El hilo de la trama descansa por lo tanto en la revancha de Inés, con un culebreo inaudito que resuelve la brillante joven actriz Paula Iwasaki. Inés pertenece al séquito de las mujeres terribles capaces de arbitrar los más ingeniosos ardides, enredos y maquinaciones con los que manejan a los hombres y se burlan de las mujeres que han tratado de humillarla. Esta es la fantasía de triunfo que, como una alucinación risueña, vence en escena a la injusticia. Paula Iwasaki encarna a una labriega que es una obrera, a una mujer joven profundamente apasionada, a una hembra que sabe disfrazarse de sirvienta para hacer y deshacer matrimonios en una gran casa donde prevalece el poderío del dinero, hasta el punto de travestirse en un hombre indiano, con un desternillante acento mexicano, para enamorar a otra mujer gracias a su talle, halagos y un dinero que no tiene, hasta desbaratar todos los enlaces matrimoniales acordados por interés. Formidable la vibrante tarea de Paula Iwasaki en tan dispares registros cómicos y dramáticos que se suceden uno tras de otro a una velocidad de vértigo.
Su víctima inicial es doña Ana, encarnada por Ariana Martínez. Como hija de potentado, sus decisiones se guían por el antojo, la arbitrariedad, el capricho maniático y la más incomprensible extravagancia. Ariana Martínez la interpreta a partir de una sensualidad sin rienda, con dejes que combinan la niña pija con la choni. Una labor de actualización más que laudable que nos hace evocar a ciertas frikis adineradas que circulan por los platós de la telebasura. Pero la gran víctima de Inés será el hombre que la engañó, don Félix. Un personaje que Mikel Aróstegui representa oscilando entre un hedonismo sensual que le arrastra, y la inquebrantable codicia de seducir a la mujer con más patrimonio y riquezas que se cruce en su camino y le procure un matrimonio con el que darse una eterna gran vida.

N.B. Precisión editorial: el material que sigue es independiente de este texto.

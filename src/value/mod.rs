// Copyright (c) 2025 Steve Wagner (ciroque@live.com)
// SPDX-License-Identifier: MIT

//! Dynamic values threaded through steps and pipelines.
//!
//! Transformations are heterogeneous: a pipeline may start with text, turn it
//! into bytes, hash it and finish with a hex string. [`Value`] is the closed set
//! of shapes any stage can receive or produce.

mod arguments;
mod sealed;

pub use arguments::{Arguments, IntoPositional, NamedArgs};
pub use sealed::SealedBox;

use std::collections::BTreeMap;
use std::fmt;

use crate::errors::{FormatError, TransformError};

/// A value flowing through a pipeline.
#[derive(Debug, Clone, PartialEq, Default)]
pub enum Value {
    #[default]
    Null,
    Bool(bool),
    Int(i64),
    Float(f64),
    Text(String),
    Bytes(Vec<u8>),
    List(Vec<Value>),
    Map(BTreeMap<String, Value>),
    Sealed(SealedBox),
}

impl Value {
    /// Short name of the variant, safe to put in logs and error messages.
    pub fn kind(&self) -> &'static str {
        match self {
            Value::Null => "null",
            Value::Bool(_) => "bool",
            Value::Int(_) => "int",
            Value::Float(_) => "float",
            Value::Text(_) => "text",
            Value::Bytes(_) => "bytes",
            Value::List(_) => "list",
            Value::Map(_) => "map",
            Value::Sealed(_) => "sealed box",
        }
    }

    /// Rough size of the value (bytes, chars or element count).
    pub fn size(&self) -> usize {
        match self {
            Value::Null => 0,
            Value::Bool(_) | Value::Int(_) | Value::Float(_) => 1,
            Value::Text(s) => s.len(),
            Value::Bytes(b) => b.len(),
            Value::List(items) => items.len(),
            Value::Map(entries) => entries.len(),
            Value::Sealed(sealed) => sealed.ciphertext.len(),
        }
    }

    pub fn is_null(&self) -> bool {
        matches!(self, Value::Null)
    }

    pub fn as_text(&self) -> Option<&str> {
        match self {
            Value::Text(s) => Some(s),
            _ => None,
        }
    }

    pub fn as_bytes(&self) -> Option<&[u8]> {
        match self {
            Value::Bytes(b) => Some(b),
            _ => None,
        }
    }

    pub fn as_int(&self) -> Option<i64> {
        match self {
            Value::Int(i) => Some(*i),
            _ => None,
        }
    }

    /// Take text out of the value or report a type error.
    pub fn into_text(self) -> Result<String, TransformError> {
        match self {
            Value::Text(s) => Ok(s),
            other => Err(TransformError::Type {
                expected: "text",
                found: other.kind(),
            }),
        }
    }

    /// Take bytes out of the value or report a type error.
    pub fn into_bytes(self) -> Result<Vec<u8>, TransformError> {
        match self {
            Value::Bytes(b) => Ok(b),
            other => Err(TransformError::Type {
                expected: "bytes",
                found: other.kind(),
            }),
        }
    }

    /// Text or bytes, as bytes. Text is taken as its UTF-8 encoding.
    pub fn into_byte_like(self) -> Result<Vec<u8>, TransformError> {
        match self {
            Value::Bytes(b) => Ok(b),
            Value::Text(s) => Ok(s.into_bytes()),
            other => Err(TransformError::Type {
                expected: "text or bytes",
                found: other.kind(),
            }),
        }
    }

    /// Convert a parsed JSON document into a value.
    ///
    /// Integers that do not fit an `i64` become floats.
    pub fn from_json(json: serde_json::Value) -> Self {
        match json {
            serde_json::Value::Null => Value::Null,
            serde_json::Value::Bool(b) => Value::Bool(b),
            serde_json::Value::Number(n) => match n.as_i64() {
                Some(i) => Value::Int(i),
                None => Value::Float(n.as_f64().unwrap_or(f64::NAN)),
            },
            serde_json::Value::String(s) => Value::Text(s),
            serde_json::Value::Array(items) => {
                Value::List(items.into_iter().map(Value::from_json).collect())
            }
            serde_json::Value::Object(entries) => Value::Map(
                entries
                    .into_iter()
                    .map(|(k, v)| (k, Value::from_json(v)))
                    .collect(),
            ),
        }
    }

    /// Convert the value into a JSON document.
    ///
    /// Raw bytes have no JSON form and are rejected; sealed boxes become an
    /// object of base64 fields.
    pub fn to_json(&self) -> Result<serde_json::Value, TransformError> {
        Ok(match self {
            Value::Null => serde_json::Value::Null,
            Value::Bool(b) => serde_json::Value::Bool(*b),
            Value::Int(i) => serde_json::Value::from(*i),
            Value::Float(f) => serde_json::Number::from_f64(*f)
                .map(serde_json::Value::Number)
                .ok_or_else(|| {
                    FormatError::new("json", "non-finite floats have no JSON representation")
                })?,
            Value::Text(s) => serde_json::Value::String(s.clone()),
            Value::Bytes(_) => {
                return Err(TransformError::Type {
                    expected: "JSON-serializable value",
                    found: "bytes",
                })
            }
            Value::List(items) => serde_json::Value::Array(
                items
                    .iter()
                    .map(Value::to_json)
                    .collect::<Result<Vec<_>, _>>()?,
            ),
            Value::Map(entries) => {
                let mut object = serde_json::Map::with_capacity(entries.len());
                for (key, value) in entries {
                    object.insert(key.clone(), value.to_json()?);
                }
                serde_json::Value::Object(object)
            }
            Value::Sealed(sealed) => return sealed.to_value().to_json(),
        })
    }
}

impl fmt::Display for Value {
    /// Human-readable rendering for command line output.
    ///
    /// Bytes are shown as lowercase hex. Never used in error messages.
    fn fmt(&self, f: &mut fmt::Formatter<'_>) -> fmt::Result {
        match self {
            Value::Null => write!(f, "null"),
            Value::Bool(b) => write!(f, "{}", b),
            Value::Int(i) => write!(f, "{}", i),
            Value::Float(x) => write!(f, "{}", x),
            Value::Text(s) => write!(f, "{}", s),
            Value::Bytes(b) => write!(f, "{}", hex::encode(b)),
            Value::List(_) | Value::Map(_) | Value::Sealed(_) => match self.to_json() {
                Ok(json) => write!(f, "{}", json),
                Err(_) => write!(f, "<{} of {} entries>", self.kind(), self.size()),
            },
        }
    }
}

impl From<&str> for Value {
    fn from(s: &str) -> Self {
        Value::Text(s.to_string())
    }
}

impl From<String> for Value {
    fn from(s: String) -> Self {
        Value::Text(s)
    }
}

impl From<Vec<u8>> for Value {
    fn from(b: Vec<u8>) -> Self {
        Value::Bytes(b)
    }
}

impl From<&[u8]> for Value {
    fn from(b: &[u8]) -> Self {
        Value::Bytes(b.to_vec())
    }
}

impl From<i64> for Value {
    fn from(i: i64) -> Self {
        Value::Int(i)
    }
}

impl From<i32> for Value {
    fn from(i: i32) -> Self {
        Value::Int(i64::from(i))
    }
}

impl From<u32> for Value {
    fn from(i: u32) -> Self {
        Value::Int(i64::from(i))
    }
}

impl From<u8> for Value {
    fn from(i: u8) -> Self {
        Value::Int(i64::from(i))
    }
}

impl From<bool> for Value {
    fn from(b: bool) -> Self {
        Value::Bool(b)
    }
}

impl From<f64> for Value {
    fn from(x: f64) -> Self {
        Value::Float(x)
    }
}

impl From<BTreeMap<String, Value>> for Value {
    fn from(entries: BTreeMap<String, Value>) -> Self {
        Value::Map(entries)
    }
}

impl From<SealedBox> for Value {
    fn from(sealed: SealedBox) -> Self {
        Value::Sealed(sealed)
    }
}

El culto a la hacienda adquirida a través de la seducción de la mujer adecuada y el desprecio a los sentimientos amorosos verdaderos, vejados sin piedad, le convierten en la diana preferente a batir durante toda la obra. El extenso elenco de actores contribuye con una interpretación colectiva de alto nivel a que este complejo mecanismo de relojería teatral marque cada minuto con precisión suiza, aunque sería injusto no subrayar el trabajo interior de Carlos Serrano en el papel de Hernando, el enamorado labriego-mecánico-conductor con su amor íntimo y paciente hacia Inés, así como la formidable labor expresiva de Alfredo Noval, escudero-recepcionista, en un extraordinario y austero trabajo gestual desarrollado con memorable eficacia en un segundo plano.
La “fantasía del triunfo” de los de abajo se cumple, y la victoria escénica sobre nuestros miedos sociales culmina haciendo saltar como un muelle nuestra risa y satisfacción. Aunque Roberto Cerdá y Yolanda Pallín no han querido concluir la comedia con las simultáneas bodas felices de las distintas parejas. La situación social y política del ahora más inmediato apremia. La condena a los banqueros, los movimientos de capital, los paraísos fiscales, los fondos de inversión y el poder de los mercados impiden ese desenlace dichoso, cortándolo en una conclusión deliberadamente abrupta.